* **EXERCISE DESCRIPTION**
Below are entries; output exactly the lines from the one with "pub mod config;" to the one with "is a guest.", both included, and nothing else.

------ EXTRACTED INFORMATION

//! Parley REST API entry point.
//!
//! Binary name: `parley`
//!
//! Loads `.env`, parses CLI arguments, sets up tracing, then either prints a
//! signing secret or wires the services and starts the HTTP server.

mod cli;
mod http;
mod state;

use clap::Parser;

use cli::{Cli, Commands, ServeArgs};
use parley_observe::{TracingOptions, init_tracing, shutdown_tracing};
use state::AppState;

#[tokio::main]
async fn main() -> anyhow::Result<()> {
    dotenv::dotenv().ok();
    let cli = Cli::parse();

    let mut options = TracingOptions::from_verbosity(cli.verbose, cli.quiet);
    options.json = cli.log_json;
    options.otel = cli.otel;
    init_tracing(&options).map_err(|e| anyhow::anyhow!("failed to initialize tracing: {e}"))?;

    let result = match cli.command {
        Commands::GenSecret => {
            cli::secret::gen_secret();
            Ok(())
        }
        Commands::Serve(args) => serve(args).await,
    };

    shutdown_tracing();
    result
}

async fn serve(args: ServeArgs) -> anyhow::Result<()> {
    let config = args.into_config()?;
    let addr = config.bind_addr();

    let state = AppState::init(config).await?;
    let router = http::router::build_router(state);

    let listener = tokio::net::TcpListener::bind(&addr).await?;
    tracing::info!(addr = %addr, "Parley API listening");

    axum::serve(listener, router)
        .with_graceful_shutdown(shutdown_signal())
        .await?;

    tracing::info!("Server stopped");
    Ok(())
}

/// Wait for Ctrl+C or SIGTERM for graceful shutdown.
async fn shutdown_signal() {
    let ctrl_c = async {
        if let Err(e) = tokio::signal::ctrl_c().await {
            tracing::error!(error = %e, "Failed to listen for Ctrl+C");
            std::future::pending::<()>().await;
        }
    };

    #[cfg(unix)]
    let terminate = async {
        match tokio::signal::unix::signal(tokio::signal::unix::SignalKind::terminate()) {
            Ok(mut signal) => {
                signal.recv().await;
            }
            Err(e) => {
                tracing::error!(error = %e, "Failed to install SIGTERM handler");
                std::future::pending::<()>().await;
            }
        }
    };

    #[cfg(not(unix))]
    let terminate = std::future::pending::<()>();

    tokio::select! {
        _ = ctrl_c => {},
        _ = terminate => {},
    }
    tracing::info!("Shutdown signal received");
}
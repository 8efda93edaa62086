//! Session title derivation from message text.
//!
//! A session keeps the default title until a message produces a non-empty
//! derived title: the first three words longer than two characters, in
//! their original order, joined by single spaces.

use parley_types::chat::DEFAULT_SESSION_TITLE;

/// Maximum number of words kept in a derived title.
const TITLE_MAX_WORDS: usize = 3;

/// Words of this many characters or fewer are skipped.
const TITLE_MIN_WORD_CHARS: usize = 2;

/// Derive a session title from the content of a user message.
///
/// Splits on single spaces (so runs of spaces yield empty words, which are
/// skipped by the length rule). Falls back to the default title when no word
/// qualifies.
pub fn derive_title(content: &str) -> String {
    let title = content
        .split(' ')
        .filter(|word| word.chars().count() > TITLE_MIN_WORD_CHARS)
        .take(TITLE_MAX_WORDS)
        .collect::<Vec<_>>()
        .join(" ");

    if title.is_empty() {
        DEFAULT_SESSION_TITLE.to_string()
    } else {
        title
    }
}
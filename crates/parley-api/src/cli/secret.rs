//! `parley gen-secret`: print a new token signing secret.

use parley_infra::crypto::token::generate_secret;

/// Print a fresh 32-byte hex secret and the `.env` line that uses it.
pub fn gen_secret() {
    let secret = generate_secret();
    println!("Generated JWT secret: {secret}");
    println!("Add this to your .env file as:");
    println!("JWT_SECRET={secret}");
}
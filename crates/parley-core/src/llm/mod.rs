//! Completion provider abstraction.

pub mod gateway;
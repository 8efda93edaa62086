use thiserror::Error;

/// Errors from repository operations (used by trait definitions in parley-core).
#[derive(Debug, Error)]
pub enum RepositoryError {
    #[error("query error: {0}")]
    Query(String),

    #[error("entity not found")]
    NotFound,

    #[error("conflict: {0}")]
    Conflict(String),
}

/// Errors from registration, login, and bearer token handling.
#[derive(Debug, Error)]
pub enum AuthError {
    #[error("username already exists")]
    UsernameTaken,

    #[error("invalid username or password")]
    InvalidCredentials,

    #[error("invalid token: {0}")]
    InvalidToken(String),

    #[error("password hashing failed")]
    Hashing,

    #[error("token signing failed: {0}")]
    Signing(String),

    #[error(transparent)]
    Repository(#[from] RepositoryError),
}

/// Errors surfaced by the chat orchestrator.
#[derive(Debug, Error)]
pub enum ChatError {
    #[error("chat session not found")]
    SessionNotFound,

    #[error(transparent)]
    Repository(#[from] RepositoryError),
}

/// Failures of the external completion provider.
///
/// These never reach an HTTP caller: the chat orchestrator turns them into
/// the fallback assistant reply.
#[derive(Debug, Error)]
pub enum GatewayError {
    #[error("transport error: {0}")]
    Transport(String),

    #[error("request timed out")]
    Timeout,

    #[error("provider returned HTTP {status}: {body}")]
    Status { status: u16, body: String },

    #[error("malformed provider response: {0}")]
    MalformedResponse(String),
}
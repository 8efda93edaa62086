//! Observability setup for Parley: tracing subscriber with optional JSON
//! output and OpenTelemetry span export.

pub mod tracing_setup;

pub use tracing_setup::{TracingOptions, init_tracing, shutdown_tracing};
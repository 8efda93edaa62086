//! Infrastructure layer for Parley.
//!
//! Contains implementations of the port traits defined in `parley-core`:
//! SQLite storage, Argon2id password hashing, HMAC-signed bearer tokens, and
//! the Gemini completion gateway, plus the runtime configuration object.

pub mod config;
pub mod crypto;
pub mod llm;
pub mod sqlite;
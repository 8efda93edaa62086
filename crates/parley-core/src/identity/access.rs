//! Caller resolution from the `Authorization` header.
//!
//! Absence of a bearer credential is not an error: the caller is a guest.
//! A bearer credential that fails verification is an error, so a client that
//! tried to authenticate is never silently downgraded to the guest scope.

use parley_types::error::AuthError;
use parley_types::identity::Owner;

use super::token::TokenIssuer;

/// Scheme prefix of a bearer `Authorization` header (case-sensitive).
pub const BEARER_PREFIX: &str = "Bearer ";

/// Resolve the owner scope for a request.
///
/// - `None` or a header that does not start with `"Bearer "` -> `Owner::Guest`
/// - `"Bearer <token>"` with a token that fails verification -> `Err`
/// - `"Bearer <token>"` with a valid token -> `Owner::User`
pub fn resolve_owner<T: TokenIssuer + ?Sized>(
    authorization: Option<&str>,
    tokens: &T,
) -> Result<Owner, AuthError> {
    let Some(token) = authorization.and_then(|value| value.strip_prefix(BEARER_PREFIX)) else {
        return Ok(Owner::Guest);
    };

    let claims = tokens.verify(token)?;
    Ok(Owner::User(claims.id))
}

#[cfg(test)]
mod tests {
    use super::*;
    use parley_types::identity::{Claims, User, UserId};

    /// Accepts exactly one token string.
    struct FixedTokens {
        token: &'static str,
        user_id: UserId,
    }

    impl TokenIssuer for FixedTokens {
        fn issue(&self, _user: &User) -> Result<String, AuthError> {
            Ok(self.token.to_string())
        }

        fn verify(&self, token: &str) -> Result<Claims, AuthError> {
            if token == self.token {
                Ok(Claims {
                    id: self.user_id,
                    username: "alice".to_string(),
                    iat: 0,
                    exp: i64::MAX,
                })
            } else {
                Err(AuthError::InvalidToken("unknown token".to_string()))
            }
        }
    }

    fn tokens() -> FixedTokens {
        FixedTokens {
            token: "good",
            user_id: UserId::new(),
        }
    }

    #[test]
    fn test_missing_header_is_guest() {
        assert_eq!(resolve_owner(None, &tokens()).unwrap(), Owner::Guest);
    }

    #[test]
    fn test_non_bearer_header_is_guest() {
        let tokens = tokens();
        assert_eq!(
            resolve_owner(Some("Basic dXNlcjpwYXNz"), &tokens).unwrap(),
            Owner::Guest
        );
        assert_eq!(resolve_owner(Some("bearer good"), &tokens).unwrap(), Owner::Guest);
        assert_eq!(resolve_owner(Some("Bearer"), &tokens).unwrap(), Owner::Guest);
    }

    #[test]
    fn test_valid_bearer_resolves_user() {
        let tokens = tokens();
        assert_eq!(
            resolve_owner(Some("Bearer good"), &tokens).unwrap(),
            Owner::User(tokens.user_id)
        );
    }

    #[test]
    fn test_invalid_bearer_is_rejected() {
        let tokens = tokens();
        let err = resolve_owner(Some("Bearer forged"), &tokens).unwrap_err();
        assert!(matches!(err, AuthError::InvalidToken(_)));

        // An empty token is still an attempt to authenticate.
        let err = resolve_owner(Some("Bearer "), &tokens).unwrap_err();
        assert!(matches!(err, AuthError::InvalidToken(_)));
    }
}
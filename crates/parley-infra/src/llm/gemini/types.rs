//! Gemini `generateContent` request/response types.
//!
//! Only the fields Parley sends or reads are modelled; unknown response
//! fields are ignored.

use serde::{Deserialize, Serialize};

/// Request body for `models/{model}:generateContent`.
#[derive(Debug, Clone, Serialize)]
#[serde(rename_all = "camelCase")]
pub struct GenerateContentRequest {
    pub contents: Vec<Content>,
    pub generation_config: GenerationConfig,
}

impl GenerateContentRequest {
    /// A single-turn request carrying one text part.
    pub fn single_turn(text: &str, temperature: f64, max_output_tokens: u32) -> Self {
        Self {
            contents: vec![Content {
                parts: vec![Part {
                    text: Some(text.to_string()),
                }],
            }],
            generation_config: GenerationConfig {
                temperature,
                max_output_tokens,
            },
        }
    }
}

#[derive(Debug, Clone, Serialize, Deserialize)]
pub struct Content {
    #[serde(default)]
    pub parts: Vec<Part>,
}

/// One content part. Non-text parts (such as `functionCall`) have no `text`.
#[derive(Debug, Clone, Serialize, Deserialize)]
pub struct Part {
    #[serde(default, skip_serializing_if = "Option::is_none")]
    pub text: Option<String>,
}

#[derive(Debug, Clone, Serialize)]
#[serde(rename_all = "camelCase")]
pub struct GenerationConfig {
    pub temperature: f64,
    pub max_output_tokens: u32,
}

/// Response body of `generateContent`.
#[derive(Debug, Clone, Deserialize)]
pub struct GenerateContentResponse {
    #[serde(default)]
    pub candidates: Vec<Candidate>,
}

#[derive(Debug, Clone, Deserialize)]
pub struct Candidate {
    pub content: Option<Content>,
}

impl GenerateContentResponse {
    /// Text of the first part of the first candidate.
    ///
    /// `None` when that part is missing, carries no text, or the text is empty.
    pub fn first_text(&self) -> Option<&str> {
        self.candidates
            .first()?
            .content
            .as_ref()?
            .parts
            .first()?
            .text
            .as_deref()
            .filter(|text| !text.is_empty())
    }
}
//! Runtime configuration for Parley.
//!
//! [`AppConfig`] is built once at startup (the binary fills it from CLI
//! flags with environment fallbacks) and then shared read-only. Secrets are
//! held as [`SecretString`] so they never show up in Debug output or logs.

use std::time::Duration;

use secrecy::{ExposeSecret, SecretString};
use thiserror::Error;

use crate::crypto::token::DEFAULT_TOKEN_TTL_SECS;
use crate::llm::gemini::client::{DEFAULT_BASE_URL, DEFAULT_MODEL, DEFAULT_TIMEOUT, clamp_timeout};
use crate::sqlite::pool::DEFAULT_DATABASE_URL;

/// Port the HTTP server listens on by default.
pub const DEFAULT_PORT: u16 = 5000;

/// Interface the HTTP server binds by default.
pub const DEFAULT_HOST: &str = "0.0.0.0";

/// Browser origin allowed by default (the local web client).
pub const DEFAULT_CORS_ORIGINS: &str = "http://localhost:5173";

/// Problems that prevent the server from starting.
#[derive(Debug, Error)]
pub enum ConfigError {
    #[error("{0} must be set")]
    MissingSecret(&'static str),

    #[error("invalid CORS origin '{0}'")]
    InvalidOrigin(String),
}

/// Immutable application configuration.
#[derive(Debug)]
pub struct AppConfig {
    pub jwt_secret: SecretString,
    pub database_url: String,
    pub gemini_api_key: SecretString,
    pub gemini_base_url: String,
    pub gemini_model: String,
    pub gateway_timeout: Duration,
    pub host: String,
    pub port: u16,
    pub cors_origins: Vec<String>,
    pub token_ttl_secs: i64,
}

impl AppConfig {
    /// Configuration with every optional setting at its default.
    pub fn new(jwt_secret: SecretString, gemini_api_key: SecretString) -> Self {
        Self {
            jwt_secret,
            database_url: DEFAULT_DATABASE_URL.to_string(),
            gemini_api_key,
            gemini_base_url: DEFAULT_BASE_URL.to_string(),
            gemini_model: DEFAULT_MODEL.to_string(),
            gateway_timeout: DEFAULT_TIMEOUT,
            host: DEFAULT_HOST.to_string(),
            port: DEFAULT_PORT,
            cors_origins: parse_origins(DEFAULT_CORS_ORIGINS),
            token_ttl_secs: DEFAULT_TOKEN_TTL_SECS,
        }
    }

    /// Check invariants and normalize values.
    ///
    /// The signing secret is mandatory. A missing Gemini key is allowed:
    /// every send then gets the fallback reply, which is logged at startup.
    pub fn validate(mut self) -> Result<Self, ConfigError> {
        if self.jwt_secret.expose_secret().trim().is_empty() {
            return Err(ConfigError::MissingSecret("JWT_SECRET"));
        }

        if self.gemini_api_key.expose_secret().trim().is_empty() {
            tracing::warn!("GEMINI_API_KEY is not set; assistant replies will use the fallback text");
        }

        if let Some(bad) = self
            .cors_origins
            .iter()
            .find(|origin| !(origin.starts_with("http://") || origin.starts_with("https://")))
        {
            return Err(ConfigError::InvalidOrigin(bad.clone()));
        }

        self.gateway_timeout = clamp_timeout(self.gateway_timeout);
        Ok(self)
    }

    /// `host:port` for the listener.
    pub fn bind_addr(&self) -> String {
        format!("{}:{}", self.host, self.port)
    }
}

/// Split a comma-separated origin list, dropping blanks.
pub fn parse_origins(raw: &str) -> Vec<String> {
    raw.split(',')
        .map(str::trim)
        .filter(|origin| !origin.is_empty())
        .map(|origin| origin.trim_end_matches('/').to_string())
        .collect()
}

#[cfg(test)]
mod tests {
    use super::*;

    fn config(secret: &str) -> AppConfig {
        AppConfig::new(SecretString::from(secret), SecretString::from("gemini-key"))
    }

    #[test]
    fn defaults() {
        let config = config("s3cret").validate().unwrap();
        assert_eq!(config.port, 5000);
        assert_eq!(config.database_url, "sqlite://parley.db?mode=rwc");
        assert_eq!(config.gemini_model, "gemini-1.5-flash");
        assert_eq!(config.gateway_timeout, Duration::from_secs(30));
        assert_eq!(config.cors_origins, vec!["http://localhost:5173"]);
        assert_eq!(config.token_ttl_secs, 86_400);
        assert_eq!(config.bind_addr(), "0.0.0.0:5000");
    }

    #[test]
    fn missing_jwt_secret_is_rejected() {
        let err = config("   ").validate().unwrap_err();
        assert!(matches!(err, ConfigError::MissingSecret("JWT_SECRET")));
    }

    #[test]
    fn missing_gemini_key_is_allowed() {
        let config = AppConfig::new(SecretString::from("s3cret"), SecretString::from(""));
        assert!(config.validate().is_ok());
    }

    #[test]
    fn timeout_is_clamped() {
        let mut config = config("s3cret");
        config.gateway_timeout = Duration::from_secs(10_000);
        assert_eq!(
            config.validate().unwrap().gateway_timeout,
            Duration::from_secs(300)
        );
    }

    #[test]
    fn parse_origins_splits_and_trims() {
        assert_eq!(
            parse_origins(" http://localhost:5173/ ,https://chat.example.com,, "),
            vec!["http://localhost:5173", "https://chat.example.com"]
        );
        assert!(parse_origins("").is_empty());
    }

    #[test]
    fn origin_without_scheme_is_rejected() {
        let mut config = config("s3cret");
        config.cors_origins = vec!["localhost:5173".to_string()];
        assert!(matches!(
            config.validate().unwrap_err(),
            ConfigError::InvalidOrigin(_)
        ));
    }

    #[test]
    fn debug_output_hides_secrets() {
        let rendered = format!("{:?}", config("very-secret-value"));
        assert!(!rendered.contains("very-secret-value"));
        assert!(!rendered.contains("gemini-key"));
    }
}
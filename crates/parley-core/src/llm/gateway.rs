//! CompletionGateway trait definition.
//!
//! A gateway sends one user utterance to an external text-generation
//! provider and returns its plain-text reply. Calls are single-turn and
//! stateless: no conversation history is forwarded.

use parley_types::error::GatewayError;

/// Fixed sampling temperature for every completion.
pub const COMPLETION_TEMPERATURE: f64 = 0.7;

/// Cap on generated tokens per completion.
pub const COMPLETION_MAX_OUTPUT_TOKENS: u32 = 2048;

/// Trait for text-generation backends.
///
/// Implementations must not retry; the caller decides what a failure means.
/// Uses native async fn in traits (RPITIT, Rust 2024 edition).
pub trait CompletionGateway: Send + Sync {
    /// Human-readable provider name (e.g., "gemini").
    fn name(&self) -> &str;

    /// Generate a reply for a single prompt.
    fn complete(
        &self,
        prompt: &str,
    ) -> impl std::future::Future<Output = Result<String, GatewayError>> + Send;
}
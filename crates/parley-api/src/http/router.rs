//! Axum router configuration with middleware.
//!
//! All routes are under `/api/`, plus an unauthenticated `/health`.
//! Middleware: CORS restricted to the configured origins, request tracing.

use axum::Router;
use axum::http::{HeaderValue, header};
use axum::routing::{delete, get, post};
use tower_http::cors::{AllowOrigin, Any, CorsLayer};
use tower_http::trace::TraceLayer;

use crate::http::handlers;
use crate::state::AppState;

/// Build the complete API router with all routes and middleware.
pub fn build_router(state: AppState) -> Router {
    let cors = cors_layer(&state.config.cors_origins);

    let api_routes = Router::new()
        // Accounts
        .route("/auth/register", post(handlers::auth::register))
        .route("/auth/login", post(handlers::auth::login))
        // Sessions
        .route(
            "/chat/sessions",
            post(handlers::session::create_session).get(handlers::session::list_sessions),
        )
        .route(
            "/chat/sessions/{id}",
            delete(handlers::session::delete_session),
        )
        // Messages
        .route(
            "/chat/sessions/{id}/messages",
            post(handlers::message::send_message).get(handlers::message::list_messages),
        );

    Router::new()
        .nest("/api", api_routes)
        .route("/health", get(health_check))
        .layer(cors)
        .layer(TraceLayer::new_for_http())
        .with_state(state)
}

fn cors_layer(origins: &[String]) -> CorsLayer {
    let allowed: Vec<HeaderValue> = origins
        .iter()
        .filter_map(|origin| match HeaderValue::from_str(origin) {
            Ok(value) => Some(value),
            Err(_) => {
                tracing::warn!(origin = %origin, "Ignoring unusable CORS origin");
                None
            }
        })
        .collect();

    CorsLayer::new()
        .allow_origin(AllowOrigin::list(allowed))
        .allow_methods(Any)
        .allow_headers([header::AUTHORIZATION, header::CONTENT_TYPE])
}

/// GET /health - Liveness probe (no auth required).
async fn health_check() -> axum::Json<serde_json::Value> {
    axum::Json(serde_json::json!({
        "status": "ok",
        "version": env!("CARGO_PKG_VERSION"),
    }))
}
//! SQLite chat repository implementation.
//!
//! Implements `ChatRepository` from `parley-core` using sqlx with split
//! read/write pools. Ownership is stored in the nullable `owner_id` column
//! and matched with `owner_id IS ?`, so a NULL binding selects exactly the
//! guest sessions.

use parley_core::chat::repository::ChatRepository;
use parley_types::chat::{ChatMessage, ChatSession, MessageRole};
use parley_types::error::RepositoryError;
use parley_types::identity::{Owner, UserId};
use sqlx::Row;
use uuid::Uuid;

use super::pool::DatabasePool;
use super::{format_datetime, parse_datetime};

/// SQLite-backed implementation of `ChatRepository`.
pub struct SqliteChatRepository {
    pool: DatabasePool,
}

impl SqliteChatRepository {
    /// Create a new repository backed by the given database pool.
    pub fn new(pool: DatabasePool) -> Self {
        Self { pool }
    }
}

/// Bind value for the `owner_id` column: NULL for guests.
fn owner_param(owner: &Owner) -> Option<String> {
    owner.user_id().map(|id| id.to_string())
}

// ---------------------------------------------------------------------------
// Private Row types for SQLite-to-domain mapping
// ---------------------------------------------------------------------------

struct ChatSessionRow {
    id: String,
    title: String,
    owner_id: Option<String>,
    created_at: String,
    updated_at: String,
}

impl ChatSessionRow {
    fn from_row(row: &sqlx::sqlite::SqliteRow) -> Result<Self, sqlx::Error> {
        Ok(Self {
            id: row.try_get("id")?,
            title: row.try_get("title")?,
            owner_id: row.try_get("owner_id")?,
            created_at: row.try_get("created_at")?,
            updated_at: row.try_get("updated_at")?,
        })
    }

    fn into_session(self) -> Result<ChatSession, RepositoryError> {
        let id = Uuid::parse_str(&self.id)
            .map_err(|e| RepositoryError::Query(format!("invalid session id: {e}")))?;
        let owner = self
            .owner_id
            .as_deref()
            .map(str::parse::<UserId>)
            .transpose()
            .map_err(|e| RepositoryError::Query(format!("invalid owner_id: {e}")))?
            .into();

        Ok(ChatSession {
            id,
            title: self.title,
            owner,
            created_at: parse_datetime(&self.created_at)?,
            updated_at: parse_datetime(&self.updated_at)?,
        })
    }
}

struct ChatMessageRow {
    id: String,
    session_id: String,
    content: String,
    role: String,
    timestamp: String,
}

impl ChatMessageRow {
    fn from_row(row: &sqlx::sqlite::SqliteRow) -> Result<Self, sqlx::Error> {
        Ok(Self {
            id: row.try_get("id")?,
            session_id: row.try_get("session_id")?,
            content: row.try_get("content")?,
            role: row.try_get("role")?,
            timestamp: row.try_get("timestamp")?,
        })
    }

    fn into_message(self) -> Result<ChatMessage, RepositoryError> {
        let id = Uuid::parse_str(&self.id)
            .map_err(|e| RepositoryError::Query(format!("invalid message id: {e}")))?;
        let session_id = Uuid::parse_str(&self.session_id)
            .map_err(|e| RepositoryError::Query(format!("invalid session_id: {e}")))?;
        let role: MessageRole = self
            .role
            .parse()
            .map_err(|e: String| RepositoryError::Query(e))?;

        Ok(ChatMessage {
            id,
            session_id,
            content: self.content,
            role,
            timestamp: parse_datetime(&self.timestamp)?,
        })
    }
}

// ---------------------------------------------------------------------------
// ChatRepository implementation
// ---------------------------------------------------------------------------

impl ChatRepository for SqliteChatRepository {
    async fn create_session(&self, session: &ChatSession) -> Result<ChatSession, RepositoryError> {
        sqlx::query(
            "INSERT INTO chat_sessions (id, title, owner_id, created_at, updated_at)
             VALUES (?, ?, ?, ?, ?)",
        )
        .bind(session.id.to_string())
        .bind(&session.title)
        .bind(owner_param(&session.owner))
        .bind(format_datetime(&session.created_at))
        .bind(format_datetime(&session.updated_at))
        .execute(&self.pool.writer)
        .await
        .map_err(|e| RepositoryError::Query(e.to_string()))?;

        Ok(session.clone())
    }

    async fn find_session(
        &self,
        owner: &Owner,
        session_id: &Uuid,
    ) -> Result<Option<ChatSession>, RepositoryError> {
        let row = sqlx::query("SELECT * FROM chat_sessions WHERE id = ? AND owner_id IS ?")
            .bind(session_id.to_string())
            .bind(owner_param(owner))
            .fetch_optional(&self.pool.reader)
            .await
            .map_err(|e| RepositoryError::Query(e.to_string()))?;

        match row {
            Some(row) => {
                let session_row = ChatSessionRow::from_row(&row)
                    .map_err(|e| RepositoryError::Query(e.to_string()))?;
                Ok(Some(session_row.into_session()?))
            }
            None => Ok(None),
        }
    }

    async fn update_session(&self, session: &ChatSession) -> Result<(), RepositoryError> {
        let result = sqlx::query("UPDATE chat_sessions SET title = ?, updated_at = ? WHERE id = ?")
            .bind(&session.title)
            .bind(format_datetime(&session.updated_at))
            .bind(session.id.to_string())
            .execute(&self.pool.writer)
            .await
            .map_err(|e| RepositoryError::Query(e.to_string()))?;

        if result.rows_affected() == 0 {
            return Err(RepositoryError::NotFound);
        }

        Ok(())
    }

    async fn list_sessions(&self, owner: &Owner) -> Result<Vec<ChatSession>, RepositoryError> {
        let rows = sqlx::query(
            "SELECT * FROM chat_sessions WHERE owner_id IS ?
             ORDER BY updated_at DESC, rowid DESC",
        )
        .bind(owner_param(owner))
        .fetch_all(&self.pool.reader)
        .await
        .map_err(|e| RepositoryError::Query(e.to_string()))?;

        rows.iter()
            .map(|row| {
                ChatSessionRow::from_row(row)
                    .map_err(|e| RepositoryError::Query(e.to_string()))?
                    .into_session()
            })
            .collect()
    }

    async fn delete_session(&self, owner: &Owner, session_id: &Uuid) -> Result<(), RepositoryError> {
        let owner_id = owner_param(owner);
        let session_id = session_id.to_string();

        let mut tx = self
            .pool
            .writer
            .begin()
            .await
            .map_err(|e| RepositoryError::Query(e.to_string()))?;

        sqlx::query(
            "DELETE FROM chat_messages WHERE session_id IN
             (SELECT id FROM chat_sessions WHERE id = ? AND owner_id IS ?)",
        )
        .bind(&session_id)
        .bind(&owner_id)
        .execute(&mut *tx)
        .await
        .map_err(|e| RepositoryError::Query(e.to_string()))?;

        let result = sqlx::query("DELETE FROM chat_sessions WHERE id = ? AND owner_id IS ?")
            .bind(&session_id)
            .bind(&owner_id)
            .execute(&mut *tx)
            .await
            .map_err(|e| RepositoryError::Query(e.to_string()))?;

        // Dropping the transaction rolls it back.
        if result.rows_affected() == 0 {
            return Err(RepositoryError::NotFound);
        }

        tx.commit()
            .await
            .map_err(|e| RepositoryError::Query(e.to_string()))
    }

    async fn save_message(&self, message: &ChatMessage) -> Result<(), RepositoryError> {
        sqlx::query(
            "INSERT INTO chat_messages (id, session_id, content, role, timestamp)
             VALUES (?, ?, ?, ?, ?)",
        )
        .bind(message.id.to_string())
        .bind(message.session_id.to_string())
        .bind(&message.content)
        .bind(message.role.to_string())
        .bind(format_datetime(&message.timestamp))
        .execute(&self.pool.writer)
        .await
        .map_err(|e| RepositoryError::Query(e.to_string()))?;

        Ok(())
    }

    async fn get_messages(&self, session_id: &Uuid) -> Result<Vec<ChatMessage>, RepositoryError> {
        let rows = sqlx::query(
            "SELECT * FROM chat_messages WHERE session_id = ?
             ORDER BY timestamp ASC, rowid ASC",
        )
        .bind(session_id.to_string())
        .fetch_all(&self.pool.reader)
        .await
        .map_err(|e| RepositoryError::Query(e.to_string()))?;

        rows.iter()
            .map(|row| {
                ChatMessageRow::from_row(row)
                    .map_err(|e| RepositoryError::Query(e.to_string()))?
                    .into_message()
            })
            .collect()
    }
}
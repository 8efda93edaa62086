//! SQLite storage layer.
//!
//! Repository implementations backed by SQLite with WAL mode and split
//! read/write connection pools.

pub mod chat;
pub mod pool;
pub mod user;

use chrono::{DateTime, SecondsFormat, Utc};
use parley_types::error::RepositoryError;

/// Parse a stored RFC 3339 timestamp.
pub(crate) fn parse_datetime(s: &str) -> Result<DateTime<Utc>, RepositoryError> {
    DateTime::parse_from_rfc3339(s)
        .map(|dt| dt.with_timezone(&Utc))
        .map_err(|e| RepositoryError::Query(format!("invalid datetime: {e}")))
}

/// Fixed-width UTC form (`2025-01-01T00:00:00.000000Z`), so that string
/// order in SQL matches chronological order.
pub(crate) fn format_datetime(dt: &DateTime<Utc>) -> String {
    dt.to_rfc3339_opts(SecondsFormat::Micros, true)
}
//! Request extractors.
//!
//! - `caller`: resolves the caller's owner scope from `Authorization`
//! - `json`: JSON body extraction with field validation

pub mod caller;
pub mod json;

------------

* **TASK OUTPUT**
pub mod config;
pub mod crypto;
pub mod llm;
pub mod sqlite;
repository 8efda93edaa62086
filename crates/parley-core/src/identity/access.rs
//! Caller resolution from the `Authorization` header.
//!
//! Absence of a bearer credential is not an error: the caller is a guest.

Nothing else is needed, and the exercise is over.